1.3.30
A PRESUMED ADHESIVE MATERIAL ASSOCIATED WITH PRIMARY GERM TUBES AND APPRESSORIA ON BARLEY LEAVES INFECTED BY ERYSIPHE GRAMINIS HORDEI

HH EDWARDS

Department of Biological Sciences, Western Illinois University, Macomb, IL 61455, USA

Background and objectives
Formation of the primary haustorium is essential for infection by the barley powdery mildew fungus. Success or failure is determined between 8 and 12 h when the appressorium is formed and the host cell wall breached by the infection peg. I will describe the formation of a presumed adhesive material (PAM) associated with appressoria and primary germ tubes (PGT) that appears during this critical time.

Materials and methods
The abaxial surface of primary leaf segments of Hordeum vulgare cv.

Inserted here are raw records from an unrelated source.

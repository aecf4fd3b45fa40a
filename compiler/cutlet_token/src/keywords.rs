//! Reserved-word resolution for Cutlet.
//!
//! The scanner calls [`lookup_identifier`] exactly once per bare-word
//! lexeme it has delimited; any spelling not in the table is a legitimate
//! [`TokenKind::Identifier`], not an error. Matching is case-sensitive
//! with no normalization, so `Let` and `IF` are identifiers.
//!
//! Centralizing this in one table keeps the scanner's character
//! classification free of string-literal comparisons and makes adding a
//! keyword a one-line edit.

use crate::TokenKind;

/// Reserved spellings and their kinds, sorted by spelling for binary
/// search.
///
/// Covers the 16 keyword kinds plus `"null"`, which resolves to the
/// [`TokenKind::Null`] sentinel. A `const` item: immutable for the
/// process lifetime by construction, no duplicate keys.
pub const KEYWORDS: [(&str, TokenKind); 17] = [
    ("class", TokenKind::Class),
    ("const", TokenKind::Const),
    ("else", TokenKind::Else),
    ("export", TokenKind::Export),
    ("fn", TokenKind::Fn),
    ("for", TokenKind::For),
    ("foreach", TokenKind::Foreach),
    ("from", TokenKind::From),
    ("if", TokenKind::If),
    ("import", TokenKind::Import),
    ("in", TokenKind::In),
    ("let", TokenKind::Let),
    ("new", TokenKind::New),
    ("null", TokenKind::Null),
    ("sizeof", TokenKind::Sizeof),
    ("typeof", TokenKind::Typeof),
    ("while", TokenKind::While),
];

/// Fast pre-filter: can this text possibly be a reserved word?
///
/// All reserved spellings are 2-7 chars and start with an ASCII lowercase
/// letter. Rejects most identifiers before the binary search.
#[inline]
fn could_be_keyword(text: &str) -> bool {
    let bytes = text.as_bytes();
    matches!(bytes.len(), 2..=7) && bytes[0].is_ascii_lowercase()
}

/// Classify a bare-word lexeme: its keyword kind if the spelling is
/// reserved, [`TokenKind::Identifier`] otherwise.
///
/// Total and pure: never fails, no side effects, same input always yields
/// the same kind. The scanner is responsible for only passing word-shaped
/// text; this function does not validate shape.
pub fn lookup_identifier(text: &str) -> TokenKind {
    if !could_be_keyword(text) {
        return TokenKind::Identifier;
    }
    match KEYWORDS.binary_search_by_key(&text, |&(spelling, _)| spelling) {
        Ok(idx) => KEYWORDS[idx].1,
        Err(_) => TokenKind::Identifier,
    }
}

#[cfg(test)]
mod tests {
    use super::*;
    use pretty_assertions::assert_eq;

    #[test]
    fn control_flow_keywords() {
        assert_eq!(lookup_identifier("if"), TokenKind::If);
        assert_eq!(lookup_identifier("else"), TokenKind::Else);
        assert_eq!(lookup_identifier("while"), TokenKind::While);
        assert_eq!(lookup_identifier("for"), TokenKind::For);
        assert_eq!(lookup_identifier("foreach"), TokenKind::Foreach);
        assert_eq!(lookup_identifier("in"), TokenKind::In);
    }

    #[test]
    fn declaration_keywords() {
        assert_eq!(lookup_identifier("let"), TokenKind::Let);
        assert_eq!(lookup_identifier("const"), TokenKind::Const);
        assert_eq!(lookup_identifier("class"), TokenKind::Class);
        assert_eq!(lookup_identifier("new"), TokenKind::New);
        assert_eq!(lookup_identifier("fn"), TokenKind::Fn);
    }

    #[test]
    fn module_keywords() {
        assert_eq!(lookup_identifier("import"), TokenKind::Import);
        assert_eq!(lookup_identifier("from"), TokenKind::From);
        assert_eq!(lookup_identifier("export"), TokenKind::Export);
    }

    #[test]
    fn operator_keywords() {
        assert_eq!(lookup_identifier("typeof"), TokenKind::Typeof);
        assert_eq!(lookup_identifier("sizeof"), TokenKind::Sizeof);
    }

    #[test]
    fn null_resolves_to_sentinel() {
        assert_eq!(lookup_identifier("null"), TokenKind::Null);
    }

    #[test]
    fn non_keywords_are_identifiers() {
        assert_eq!(lookup_identifier("foobar"), TokenKind::Identifier);
        assert_eq!(lookup_identifier("lets"), TokenKind::Identifier);
        assert_eq!(lookup_identifier("classy"), TokenKind::Identifier);
        assert_eq!(lookup_identifier("my_var"), TokenKind::Identifier);
        assert_eq!(lookup_identifier("x"), TokenKind::Identifier);
    }

    #[test]
    fn case_sensitivity() {
        assert_eq!(lookup_identifier("Let"), TokenKind::Identifier);
        assert_eq!(lookup_identifier("IF"), TokenKind::Identifier);
        assert_eq!(lookup_identifier("While"), TokenKind::Identifier);
        assert_eq!(lookup_identifier("NULL"), TokenKind::Identifier);
    }

    #[test]
    fn empty_string_is_identifier() {
        assert_eq!(lookup_identifier(""), TokenKind::Identifier);
    }

    #[test]
    fn length_boundary_rejection() {
        // Reserved spellings are 2-7 chars; outside that range the
        // pre-filter rejects without any comparison.
        assert_eq!(lookup_identifier("a"), TokenKind::Identifier);
        assert_eq!(lookup_identifier("foreachx"), TokenKind::Identifier);
    }

    #[test]
    fn non_lowercase_start_rejection() {
        assert_eq!(lookup_identifier("_if"), TokenKind::Identifier);
        assert_eq!(lookup_identifier("1let"), TokenKind::Identifier);
    }

    #[test]
    fn table_is_sorted_and_duplicate_free() {
        for pair in KEYWORDS.windows(2) {
            assert!(pair[0].0 < pair[1].0, "{:?} out of order", pair[1].0);
        }
    }

    #[test]
    fn table_round_trips_through_lookup() {
        for &(spelling, kind) in &KEYWORDS {
            assert_eq!(lookup_identifier(spelling), kind);
        }
    }

    #[test]
    fn table_values_are_keywords_or_null() {
        for &(spelling, kind) in &KEYWORDS {
            assert!(
                kind.is_keyword() || kind == TokenKind::Null,
                "{spelling:?} maps to non-keyword {kind:?}"
            );
        }
    }

    #[test]
    fn keyword_spellings_match_table() {
        for &(spelling, kind) in &KEYWORDS {
            if kind == TokenKind::Null {
                continue;
            }
            assert_eq!(kind.keyword_spelling(), Some(spelling));
        }
    }
}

Manchuria were inoculated with conidia of Erysiphe graminis hordei race CR3, and incubated in either 12L/12D or 24D. Samples were fixed in clearing solution [ethanol:chloroform (75:25, v/v), 0.15% trichloroacetic acid (w/v)], stained in hot lactophenol and observed with DIC in acetic acid-glycerol-water (5:20:75, v/v/v). Tissues were observed with standard SEM procedures, either fixed in clearing agent or chloroform and directly critically-point dried and sputter coated, or tissues air dried and then sputter coated.

Resuits and conclusions
Tissues fixed in clearing solution contained PAM surrounding the tip of primary germ tubes where they made contact with the host cuticle 2-4 h after inoculation in either incubation regime. Similarly positioned PAM occurred in appressoria developed in the dark at 8-12 h, whereas light-developing appressoria contained PAM between 10 and 16 h. In both PGT and appressoria, PAM disappeared by 24 h. PAM was not present in tissues fixed in FAA or ethanol-acetic acid. PAM is an amorphous material with a pin-cushion appearance that stains dark blue and is assumed to stick the PGT and appressorium to the host surface, but it may also provide a structure for targeting fungal enzymes. In the light, PAM formation shows a similar 4-6 h delay to that previously demonstrated for haustorial development [1].

Reference
1. Edwards HH, 1993. Physiological and Molecular Plant Pathology 42, 299-308.